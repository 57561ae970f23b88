use crate::map::Position;
use crate::net::Guid;

/// Requests the registry or a rat turned down. None of these are fatal;
/// the host decides whether the player hears about them.
#[derive(Debug, Clone, PartialEq, Eq, thiserror::Error)]
pub enum StateError {
    #[error("no rat with guid {0}")]
    RatNotFound(Guid),
    #[error("rat {0} is not the local rat")]
    NotLocal(Guid),
    #[error("no local rat has been designated")]
    NoLocalRat,
    #[error("gameplay is disabled while peers are being discovered")]
    Discovery,
    #[error("cell {0} is occupied by another rat")]
    CellOccupied(Position),
    #[error("cell {0} is a wall")]
    Wall(Position),
    #[error("a missile is already in flight")]
    MissileInFlight,
    #[error("cannot fire into the wall ahead")]
    FireBlocked,
}
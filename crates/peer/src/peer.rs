use std::net::SocketAddr;
use std::sync::Arc;
use std::sync::atomic::{AtomicBool, Ordering};
use std::time::{Duration, Instant};

use anyhow::{Context, Result};
use rand::{Rng, RngCore, SeedableRng};
use rand_chacha::ChaCha8Rng;

use mazewar::{
    Canvas, Guid, LossyTransport, Maze, NetworkEndpoint, NetworkStats, PeerEvent, Phase,
    StateError, Transport, WorldState,
};

use crate::config::HostConfig;

const AUTOPILOT_PERIOD: Duration = Duration::from_millis(300);

#[derive(Debug, Clone, Copy, PartialEq, Eq)]
pub enum Command {
    Forward,
    Backward,
    TurnLeft,
    TurnRight,
    AboutFace,
    Fire,
}

/// One player's process: the multicast socket, the registry and whatever
/// drives the local rat.
pub struct MazePeer {
    endpoint: NetworkEndpoint,
    world: WorldState,
    local: Guid,
    autopilot: Option<Autopilot>,
    running: Arc<AtomicBool>,
    started: Instant,
}

impl MazePeer {
    pub fn new(config: &HostConfig) -> Result<Self> {
        let mut endpoint = NetworkEndpoint::bind(("0.0.0.0", config.port))
            .with_context(|| format!("binding UDP port {}", config.port))?;
        endpoint
            .join_multicast(config.group, config.ttl)
            .with_context(|| format!("joining multicast group {}", config.group))?;

        let sender = endpoint.group_sender(config.group)?;
        let transport: Box<dyn Transport> = match &config.packet_loss {
            Some(sim) => Box::new(LossyTransport::new(sender, sim.clone())),
            None => Box::new(sender),
        };

        let mut rng = match config.seed {
            Some(seed) => ChaCha8Rng::seed_from_u64(seed),
            None => ChaCha8Rng::from_entropy(),
        };

        let maze = Maze::bordered(config.maze_width, config.maze_height);
        let spawn = maze
            .random_open_cell(&mut rng, |_| false)
            .context("maze has no open cell to spawn in")?;
        let facing = maze.facing_open(spawn);

        let now = Instant::now();
        let world_rng = ChaCha8Rng::seed_from_u64(rng.next_u64());
        let mut world = WorldState::with_rng(maze, transport, config.peer, now, world_rng);
        let local = world.add_rat(spawn, facing, config.name.clone(), now);
        world.set_local(local)?;

        let autopilot = config.autopilot.then(|| Autopilot::new(rng));

        Ok(Self {
            running: endpoint.running(),
            endpoint,
            world,
            local,
            autopilot,
            started: now,
        })
    }

    pub fn local_addr(&self) -> SocketAddr {
        self.endpoint.local_addr()
    }

    pub fn local_guid(&self) -> Guid {
        self.local
    }

    pub fn world(&self) -> &WorldState {
        &self.world
    }

    pub fn stats(&self) -> NetworkStats {
        self.endpoint.stats()
    }

    pub fn uptime(&self) -> Duration {
        self.started.elapsed()
    }

    pub fn running(&self) -> Arc<AtomicBool> {
        Arc::clone(&self.running)
    }

    pub fn drain_events(&mut self) -> Vec<PeerEvent> {
        self.world.drain_events()
    }

    pub fn run(&mut self) {
        while self.running.load(Ordering::SeqCst) {
            self.tick_once();
            for event in self.world.drain_events() {
                log_event(&event);
            }
            std::thread::sleep(Duration::from_millis(5));
        }
        self.shutdown();
    }

    pub fn tick_once(&mut self) {
        let now = Instant::now();

        match self.endpoint.receive() {
            Ok(datagrams) => {
                for (data, from) in datagrams {
                    if let Err(e) = self.world.receive_pkt(&data, now) {
                        log::debug!("bad datagram from {}: {}", from, e);
                    }
                }
            }
            Err(e) => log::warn!("receive failed: {}", e),
        }

        self.world.tick(now);

        if self.world.phase() == Phase::Active {
            if let Some(command) = self.autopilot.as_mut().and_then(|a| a.next(now)) {
                if let Err(e) = self.command(command) {
                    log::trace!("autopilot {:?} rejected: {}", command, e);
                }
            }
        }
    }

    pub fn command(&mut self, command: Command) -> Result<(), StateError> {
        let now = Instant::now();
        match command {
            Command::Forward => self.world.forward(now),
            Command::Backward => self.world.backward(now),
            Command::TurnLeft => self.world.turn_left(now),
            Command::TurnRight => self.world.turn_right(now),
            Command::AboutFace => self.world.about_face(now),
            Command::Fire => self.world.fire(now),
        }
    }

    pub fn render(&mut self, canvas: &mut dyn Canvas) {
        self.world.render_wipe(canvas);
        self.world.render_draw(canvas);
    }

    pub fn shutdown(&mut self) {
        self.running.store(false, Ordering::SeqCst);
        self.world.shutdown();
    }
}

/// Wanders forward, turning at walls and firing now and then.
struct Autopilot {
    rng: ChaCha8Rng,
    last_move: Option<Instant>,
}

impl Autopilot {
    fn new(rng: ChaCha8Rng) -> Self {
        Self {
            rng,
            last_move: None,
        }
    }

    fn next(&mut self, now: Instant) -> Option<Command> {
        if let Some(last) = self.last_move {
            if now.duration_since(last) < AUTOPILOT_PERIOD {
                return None;
            }
        }
        self.last_move = Some(now);

        let command = match self.rng.gen_range(0..10) {
            0 => Command::TurnLeft,
            1 => Command::TurnRight,
            2 | 3 => Command::Fire,
            _ => Command::Forward,
        };
        Some(command)
    }
}

pub fn describe_event(event: &PeerEvent) -> String {
    match event {
        PeerEvent::PhaseChanged { phase } => format!("Phase is now {:?}", phase),
        PeerEvent::RatJoined { guid, index } => format!("Rat {} joined (slot {})", guid, index),
        PeerEvent::RatLeft {
            guid,
            index,
            reason,
        } => format!("Rat {} {} (slot {})", guid, reason.as_str(), index),
        PeerEvent::Renamed { guid, name } => format!("Rat {} is now {}", guid, name),
        PeerEvent::Tagged { shooter } => format!("Tagged by {}", shooter),
        PeerEvent::TagConfirmed { victim } => format!("Hit {}", victim),
    }
}

fn log_event(event: &PeerEvent) {
    log::info!("{}", describe_event(event));
}
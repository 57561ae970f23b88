use crate::map::{Direction, MAX_COORD, Position};

/// STATE value meaning "this rat has no missile in flight".
pub const NO_MISSILE: u32 = 0xffff_ffff;

const COORD_BITS: u32 = 15;
const DIR_SHIFT: u32 = 2 * COORD_BITS;

/// Packs a cell and heading into one wire word.
///
/// ```text
///  bit 0        14 15        29 30   31
///     +-----------+------------+-------+
///     |     x     |     y      |  dir  |
///     +-----------+------------+-------+
/// ```
///
/// This is protocol version 1; the older dir-in-low-bits layout is not
/// understood.
#[inline]
pub fn pack_posdir(pos: Position, dir: Direction) -> u32 {
    (pos.x as u32 & MAX_COORD as u32)
        | ((pos.y as u32 & MAX_COORD as u32) << COORD_BITS)
        | ((dir.bits() as u32 & 0b11) << DIR_SHIFT)
}

#[inline]
pub fn unpack_posdir(posdir: u32) -> (Position, Direction) {
    let x = (posdir & MAX_COORD as u32) as u16;
    let y = ((posdir >> COORD_BITS) & MAX_COORD as u32) as u16;
    let dir = match Direction::from_bits(((posdir >> DIR_SHIFT) & 0b11) as u8) {
        Some(dir) => dir,
        None => unreachable!("two-bit direction field out of range"),
    };
    (Position::new(x, y), dir)
}

pub fn pack_missile(missile: Option<(Position, Direction)>) -> u32 {
    match missile {
        Some((pos, dir)) => pack_posdir(pos, dir),
        None => NO_MISSILE,
    }
}

pub fn unpack_missile(posdir: u32) -> Option<(Position, Direction)> {
    if posdir == NO_MISSILE {
        None
    } else {
        Some(unpack_posdir(posdir))
    }
}

#[cfg(test)]
mod tests {
    use super::*;

    #[test]
    fn posdir_round_trip() {
        let samples = [0u16, 1, 2, 17, 255, 256, 1024, 0x4000, MAX_COORD - 1];
        for &x in &samples {
            for &y in &samples {
                for dir in Direction::ALL {
                    let pos = Position::new(x, y);
                    assert_eq!(unpack_posdir(pack_posdir(pos, dir)), (pos, dir));
                }
            }
        }
    }

    #[test]
    fn posdir_bit_layout() {
        let word = pack_posdir(Position::new(5, 9), Direction::East);
        assert_eq!(word & 0x7fff, 5);
        assert_eq!((word >> 15) & 0x7fff, 9);
        assert_eq!(word >> 30, 2);
    }

    #[test]
    fn missing_missile_uses_sentinel() {
        assert_eq!(pack_missile(None), NO_MISSILE);
        assert_eq!(unpack_missile(NO_MISSILE), None);

        let missile = Some((Position::new(3, 1), Direction::West));
        assert_eq!(unpack_missile(pack_missile(missile)), missile);
    }
}
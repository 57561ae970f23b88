use std::time::{Duration, Instant};

use crate::map::{Direction, Maze, Position};
use crate::net::{
    AckTracker, Guid, PACKET_SIZE, Packet, PacketHeader, PacketType, RatState, ReceiveTracker,
    Transport,
};
use crate::simulation::{Clock, Countdown};
use crate::state::{PeerConfig, StateError};

use super::missile::Missile;

/// One player in the maze. Only the local rat drives timers and sends
/// packets on its own; remote rats mirror what their owners report.
#[derive(Debug)]
pub struct Rat {
    guid: Guid,
    index: usize,
    name: String,
    position: Position,
    direction: Direction,
    wipe: Position,
    score: i32,
    missile: Option<Missile>,
    is_local: bool,
    seqno: u64,
    crt: u64,
    config: PeerConfig,
    clock: Clock,
    state_timer: Countdown,
    name_timer: Countdown,
    liveness: Countdown,
    outbound_tags: AckTracker,
    credited_tags: ReceiveTracker,
    vacated: Vec<Position>,
}

impl Rat {
    #[allow(clippy::too_many_arguments)]
    pub fn new(
        guid: Guid,
        index: usize,
        position: Position,
        direction: Direction,
        name: impl Into<String>,
        crt: u64,
        config: PeerConfig,
        now: Instant,
    ) -> Self {
        Self {
            guid,
            index,
            name: name.into(),
            position,
            direction,
            wipe: position,
            score: 0,
            missile: None,
            is_local: false,
            seqno: 0,
            crt,
            config,
            clock: Clock::new(now),
            state_timer: Countdown::new(config.state_broadcast_period),
            name_timer: Countdown::new(config.name_broadcast_period),
            liveness: Countdown::new(config.liveness_timeout),
            outbound_tags: AckTracker::new(config.tag_retransmit_interval),
            credited_tags: ReceiveTracker::new(),
            vacated: Vec::new(),
        }
    }

    pub fn guid(&self) -> Guid {
        self.guid
    }

    pub fn index(&self) -> usize {
        self.index
    }

    pub fn name(&self) -> &str {
        &self.name
    }

    pub fn set_name(&mut self, name: impl Into<String>) {
        self.name = name.into();
    }

    pub fn position(&self) -> Position {
        self.position
    }

    pub fn direction(&self) -> Direction {
        self.direction
    }

    pub fn wipe_position(&self) -> Position {
        self.wipe
    }

    pub fn score(&self) -> i32 {
        self.score
    }

    pub fn missile(&self) -> Option<&Missile> {
        self.missile.as_ref()
    }

    pub fn is_local(&self) -> bool {
        self.is_local
    }

    pub(crate) fn set_local(&mut self, is_local: bool) {
        self.is_local = is_local;
    }

    pub fn unacked_tags(&self) -> usize {
        self.outbound_tags.unacked_count()
    }

    pub fn credited_tags(&self) -> usize {
        self.credited_tags.len()
    }

    pub fn occupies(&self, pos: Position) -> bool {
        self.position == pos
    }

    pub fn state(&self) -> RatState {
        RatState {
            position: self.position,
            direction: self.direction,
            missile: self.missile.as_ref().map(Missile::posdir),
            score: self.score,
            crt: self.crt,
        }
    }

    pub fn set_position(&mut self, position: Position, now: Instant, tx: &mut dyn Transport) {
        self.move_to(position);
        if self.is_local {
            self.catch_up(now, tx);
            self.broadcast_state(tx);
        }
    }

    pub fn set_direction(&mut self, direction: Direction, now: Instant, tx: &mut dyn Transport) {
        self.direction = direction;
        if self.is_local {
            self.catch_up(now, tx);
            self.broadcast_state(tx);
        }
    }

    pub fn fire_missile(
        &mut self,
        maze: &Maze,
        now: Instant,
        tx: &mut dyn Transport,
    ) -> Result<(), StateError> {
        if self.missile.is_some() {
            return Err(StateError::MissileInFlight);
        }

        let ahead = self.position.step(self.direction);
        if maze.is_wall(ahead) {
            return Err(StateError::FireBlocked);
        }

        self.missile = Some(Missile::new(
            ahead,
            self.direction,
            self.config.missile_advance_interval,
            now,
        ));
        self.score -= self.config.fire_cost;
        log::debug!("rat {} fired from {} toward {:?}", self.guid, ahead, self.direction);

        if self.is_local {
            self.catch_up(now, tx);
            self.broadcast_state(tx);
        }
        Ok(())
    }

    /// Drives the missile, the broadcast timers and tag retransmission.
    /// Every missile step is broadcast so peers see each cell it crosses.
    /// Remote rats only keep their clock current.
    pub fn update(&mut self, maze: &Maze, now: Instant, tx: &mut dyn Transport) {
        self.catch_up(now, tx);
        if !self.is_local {
            return;
        }

        let (moved, impact) = match &mut self.missile {
            Some(missile) => {
                let moved = missile.update(now);
                (moved, maze.is_wall(missile.position()).then(|| missile.position()))
            }
            None => (false, None),
        };
        if let Some(cell) = impact {
            log::debug!("missile of rat {} hit the wall at {}", self.guid, cell);
            self.drop_missile();
        }

        if moved || impact.is_some() || self.state_timer.lapsed() {
            self.broadcast_state(tx);
        }

        if self.name_timer.lapsed() {
            self.broadcast_name(tx);
        }
    }

    /// The local rat was hit by `tagger`'s missile: pay the penalty, respawn
    /// at `position`, and tell the shooter until it acknowledges.
    pub fn tagged_by(
        &mut self,
        tagger: Guid,
        position: Position,
        direction: Direction,
        tx: &mut dyn Transport,
    ) -> Result<u64, StateError> {
        if !self.is_local {
            return Err(StateError::NotLocal(self.guid));
        }

        self.score -= self.config.tag_penalty;
        self.move_to(position);
        self.direction = direction;
        self.broadcast_state(tx);

        let (seqno, data) = self.send(tx, PacketType::Tagged { shooter: tagger });
        self.outbound_tags.track_packet(seqno, tagger, data);
        log::info!("tagged by {}, respawned at {}", tagger, position);
        Ok(seqno)
    }

    /// `taggee` reports our missile hit it. Credits the bonus once per
    /// TAGGED packet and acknowledges every copy. Returns whether the bonus
    /// was awarded.
    pub fn process_tag(&mut self, taggee: Guid, seqno: u64, tx: &mut dyn Transport) -> bool {
        let fresh = self.credited_tags.record_received(taggee, seqno);

        if fresh {
            self.score += self.config.tag_bonus;
            // Assumes the missile in flight is the one that scored.
            self.drop_missile();
            self.broadcast_state(tx);
            log::info!("tagged {} (seqno {})", taggee, seqno);
        } else {
            log::debug!("duplicate TAGGED from {} seqno {}", taggee, seqno);
        }

        self.send(tx, PacketType::Ack { guid: taggee, seqno });
        fresh
    }

    pub fn process_ack(&mut self, seqno: u64) -> bool {
        let matched = self.outbound_tags.process_ack(seqno);
        if !matched {
            log::debug!("ignoring stale ACK for seqno {} on rat {}", seqno, self.guid);
        }
        matched
    }

    /// Mirrors a peer's STATE report. Last writer wins.
    pub fn apply_state(&mut self, state: &RatState, now: Instant) {
        self.move_to(state.position);
        self.direction = state.direction;
        self.score = state.score;
        self.crt = state.crt;

        match (state.missile, &mut self.missile) {
            (None, _) => self.drop_missile(),
            (Some((pos, dir)), Some(missile)) => missile.set_posdir(pos, dir),
            (Some((pos, dir)), None) => {
                self.missile = Some(Missile::new(pos, dir, self.config.missile_advance_interval, now));
            }
        }
    }

    pub fn broadcast_state(&mut self, tx: &mut dyn Transport) {
        let state = self.state();
        self.send(tx, PacketType::State(state));
        self.state_timer.reset();
    }

    pub fn broadcast_name(&mut self, tx: &mut dyn Transport) {
        let name = self.name.clone();
        self.send(tx, PacketType::Nickname { name });
        self.name_timer.reset();
    }

    pub fn touch(&mut self) {
        self.liveness.reset();
    }

    pub fn advance_liveness(&mut self, delta: Duration) {
        self.liveness.advance(delta);
    }

    pub fn is_expired(&self) -> bool {
        !self.is_local && self.liveness.lapsed()
    }

    /// Cells this rat's entities have left since the last call, for erasing.
    pub(crate) fn take_vacated(&mut self) -> Vec<Position> {
        std::mem::take(&mut self.vacated)
    }

    /// Marks the current cells as drawn.
    pub(crate) fn settle(&mut self) {
        self.wipe = self.position;
        if let Some(missile) = &mut self.missile {
            missile.settle();
        }
    }

    /// Tears the rat down, announcing the departure if it is ours, and hands
    /// back its display index.
    pub fn destroy(mut self, tx: &mut dyn Transport) -> usize {
        if self.is_local {
            let guid = self.guid;
            self.send(tx, PacketType::Leaving { guid });
        }

        self.outbound_tags.clear();
        self.credited_tags.clear();
        self.index
    }

    /// Brings the broadcast and retransmit timers up to `now`, resending
    /// any tag whose retransmit interval lapsed.
    fn catch_up(&mut self, now: Instant, tx: &mut dyn Transport) {
        let delta = self.clock.delta(now);
        self.state_timer.advance(delta);
        self.name_timer.advance(delta);

        for data in self.outbound_tags.due(delta) {
            log::debug!("retransmitting TAGGED from rat {}", self.guid);
            transmit(tx, &data);
        }
    }

    fn move_to(&mut self, position: Position) {
        if position != self.position {
            self.wipe = self.position;
            self.position = position;
        }
    }

    fn drop_missile(&mut self) {
        if let Some(missile) = self.missile.take() {
            self.vacated.push(missile.position());
            if missile.wipe_position() != missile.position() {
                self.vacated.push(missile.wipe_position());
            }
        }
    }

    fn send(&mut self, tx: &mut dyn Transport, payload: PacketType) -> (u64, [u8; PACKET_SIZE]) {
        let seqno = self.seqno;
        self.seqno += 1;

        let packet = Packet::new(PacketHeader::new(self.guid, seqno), payload);
        log::debug!("send {}", packet);

        let data = packet.encode();
        transmit(tx, &data);
        (seqno, data)
    }
}

fn transmit(tx: &mut dyn Transport, data: &[u8]) {
    if let Err(e) = tx.send(data) {
        log::warn!("multicast send failed: {}", e);
    }
}
pub mod availability;
pub mod session;
pub mod storage;
pub mod ui;

pub use availability::{AvailabilityRange, CalendarProjection, Day, HourSlot, SlotGrid};
pub use session::{AvailabilityPayload, SessionAvailability};
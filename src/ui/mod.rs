pub mod weekly_table;
mod cli;
use cli::{parse_cli_mode, run, CliMode, USAGE};

use tracing_appender::non_blocking::WorkerGuard;
use tracing_subscriber::EnvFilter;
use tutor_availability::storage::config::{Config, LoggingConfig};

fn main() -> anyhow::Result<()> {
    let mode = match parse_cli_mode() {
        Ok(CliMode::Help) => {
            println!("{}", USAGE);
            return Ok(());
        }
        Ok(mode) => mode,
        Err(err) => {
            eprintln!("Error: {}", err);
            println!("{}", USAGE);
            return Ok(());
        }
    };

    let config = match Config::load_or_create() {
        Ok(config) => config,
        Err(err) => {
            eprintln!("Config error: {} (using defaults)", err);
            Config::default()
        }
    };
    let _guard = setup_logging(&config.logging);

    if let Err(e) = run(mode, &config) {
        tracing::error!("Command failed: {:#}", e);
        return Err(e);
    }
    Ok(())
}

fn setup_logging(logging: &LoggingConfig) -> WorkerGuard {
    std::fs::create_dir_all(&logging.directory).ok();

    let file_appender = tracing_appender::rolling::daily(&logging.directory, "tutor-availability.log");
    let (non_blocking, guard) = tracing_appender::non_blocking(file_appender);

    let filter = EnvFilter::try_from_default_env()
        .unwrap_or_else(|_| EnvFilter::new(&logging.level));

    tracing_subscriber::fmt()
        .with_env_filter(filter)
        .with_writer(non_blocking)
        .with_ansi(false)
        .with_target(false)
        .init();

    tracing::info!("tutor-availability started");
    guard
}
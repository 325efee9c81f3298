pub mod aliases;
pub mod codec;
pub mod day;
pub mod grid;
pub mod projection;
pub mod range;
pub mod slot;

pub use aliases::{Field, FIELD_ALIASES};
pub use codec::{compact, expand, expand_records, expand_with_report, normalize, Expansion, SkippedRecord};
pub use day::Day;
pub use grid::SlotGrid;
pub use projection::{project, project_ranges, CalendarProjection};
pub use range::{AvailabilityRange, ClockTime, InvalidClockTime, RangeError};
pub use slot::{Band, HourSlot, SlotCatalog, SlotParseError};
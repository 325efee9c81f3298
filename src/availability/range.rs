use std::fmt;
use std::ops::Range;
use std::str::FromStr;
use std::sync::OnceLock;

use chrono::NaiveTime;
use regex::Regex;
use serde::{Deserialize, Deserializer, Serialize, Serializer};
use thiserror::Error;

use super::aliases::{self, Field};
use super::day::Day;

#[derive(Debug, Clone, PartialEq, Eq, Error)]
pub enum RangeError {
    #[error("Range record is not an object")]
    NotAnObject,
    #[error("Missing field: {0}")]
    MissingField(Field),
    #[error("Invalid day index: {0}")]
    InvalidDay(String),
    #[error("Invalid {field}: {value}")]
    InvalidTime { field: Field, value: String },
    #[error("Range ends before it starts: {start}-{end}")]
    EmptyRange { start: ClockTime, end: ClockTime },
}

#[derive(Debug, Clone, PartialEq, Eq, Error)]
#[error("Invalid time: {0}")]
pub struct InvalidClockTime(pub String);

/// Naive wall-clock time. `24:00:00` is representable as an end-of-day marker.
#[derive(Debug, Clone, Copy, PartialEq, Eq, PartialOrd, Ord, Hash)]
pub struct ClockTime {
    hour: u8,
    minute: u8,
    second: u8,
}

fn time_pattern() -> &'static Regex {
    static PATTERN: OnceLock<Regex> = OnceLock::new();
    PATTERN.get_or_init(|| {
        Regex::new(r"^(\d{1,2}):(\d{2})(?::(\d{2}))?$").expect("time pattern is valid")
    })
}

impl ClockTime {
    pub fn on_the_hour(hour: u8) -> Option<Self> {
        (hour <= 24).then_some(Self { hour, minute: 0, second: 0 })
    }

    pub fn hour(self) -> u8 {
        self.hour
    }

    pub fn minute(self) -> u8 {
        self.minute
    }

    pub fn floor_hour(self) -> u8 {
        self.hour
    }

    /// First hour not covered when this time closes a range.
    pub fn ceil_hour(self) -> u8 {
        if self.minute > 0 || self.second > 0 {
            self.hour + 1
        } else {
            self.hour
        }
    }

    pub fn is_end_of_day(self) -> bool {
        self.hour == 24
    }
}

impl fmt::Display for ClockTime {
    fn fmt(&self, f: &mut fmt::Formatter<'_>) -> fmt::Result {
        write!(f, "{:02}:{:02}:{:02}", self.hour, self.minute, self.second)
    }
}

impl FromStr for ClockTime {
    type Err = InvalidClockTime;

    fn from_str(s: &str) -> Result<Self, Self::Err> {
        let invalid = || InvalidClockTime(s.to_string());
        let captures = time_pattern().captures(s.trim()).ok_or_else(invalid)?;
        let part = |i: usize| -> Result<u32, InvalidClockTime> {
            captures
                .get(i)
                .map_or(Ok(0), |m| m.as_str().parse().map_err(|_| invalid()))
        };
        let (hour, minute, second) = (part(1)?, part(2)?, part(3)?);

        let valid = (hour == 24 && minute == 0 && second == 0)
            || NaiveTime::from_hms_opt(hour, minute, second).is_some();
        if !valid {
            return Err(invalid());
        }
        Ok(Self {
            hour: hour as u8,
            minute: minute as u8,
            second: second as u8,
        })
    }
}

impl From<NaiveTime> for ClockTime {
    fn from(time: NaiveTime) -> Self {
        use chrono::Timelike;
        Self {
            hour: time.hour() as u8,
            minute: time.minute() as u8,
            second: time.second() as u8,
        }
    }
}

impl Serialize for ClockTime {
    fn serialize<S: Serializer>(&self, serializer: S) -> Result<S::Ok, S::Error> {
        serializer.collect_str(self)
    }
}

impl<'de> Deserialize<'de> for ClockTime {
    fn deserialize<D: Deserializer<'de>>(deserializer: D) -> Result<Self, D::Error> {
        let raw = String::deserialize(deserializer)?;
        raw.parse().map_err(serde::de::Error::custom)
    }
}

#[derive(Debug, Clone, PartialEq, Eq, Hash, Serialize, Deserialize)]
#[serde(try_from = "serde_json::Value")]
pub struct AvailabilityRange {
    #[serde(rename = "dayIndex")]
    day: Day,
    #[serde(rename = "startTime")]
    start_time: ClockTime,
    #[serde(rename = "endTime")]
    end_time: ClockTime,
}

impl AvailabilityRange {
    pub fn new(day: Day, start_time: ClockTime, end_time: ClockTime) -> Result<Self, RangeError> {
        if start_time >= end_time || start_time.is_end_of_day() {
            return Err(RangeError::EmptyRange {
                start: start_time,
                end: end_time,
            });
        }
        Ok(Self {
            day,
            start_time,
            end_time,
        })
    }

    pub fn day(&self) -> Day {
        self.day
    }

    pub fn start_time(&self) -> ClockTime {
        self.start_time
    }

    pub fn end_time(&self) -> ClockTime {
        self.end_time
    }

    pub fn from_hours(day: Day, start_hour: u8, end_hour: u8) -> Result<Self, RangeError> {
        let start = ClockTime::on_the_hour(start_hour).ok_or_else(|| RangeError::InvalidTime {
            field: Field::StartTime,
            value: start_hour.to_string(),
        })?;
        let end = ClockTime::on_the_hour(end_hour).ok_or_else(|| RangeError::InvalidTime {
            field: Field::EndTime,
            value: end_hour.to_string(),
        })?;
        Self::new(day, start, end)
    }

    pub fn hours(&self) -> Range<u8> {
        self.start_time.floor_hour()..self.end_time.ceil_hour()
    }
}

impl TryFrom<serde_json::Value> for AvailabilityRange {
    type Error = RangeError;

    fn try_from(value: serde_json::Value) -> Result<Self, Self::Error> {
        aliases::normalize_record(&value)
    }
}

**EXERCISE**
Identify each line of the material where the word "derive" shows up, and copy it.

**OUTPUT BELOW**
#[derive(Debug, Clone, PartialEq, Eq, thiserror::Error)]
#[derive(Debug, Clone, Copy, PartialEq, Eq)]
#[derive(Debug)]
#[derive(Debug, Clone, PartialEq, Eq, Error)]
#[derive(Debug, Clone, PartialEq, Eq, Error)]
#[derive(Debug, Clone, Copy, PartialEq, Eq, PartialOrd, Ord, Hash)]
#[derive(Debug, Clone, PartialEq, Eq, Hash, Serialize, Deserialize)]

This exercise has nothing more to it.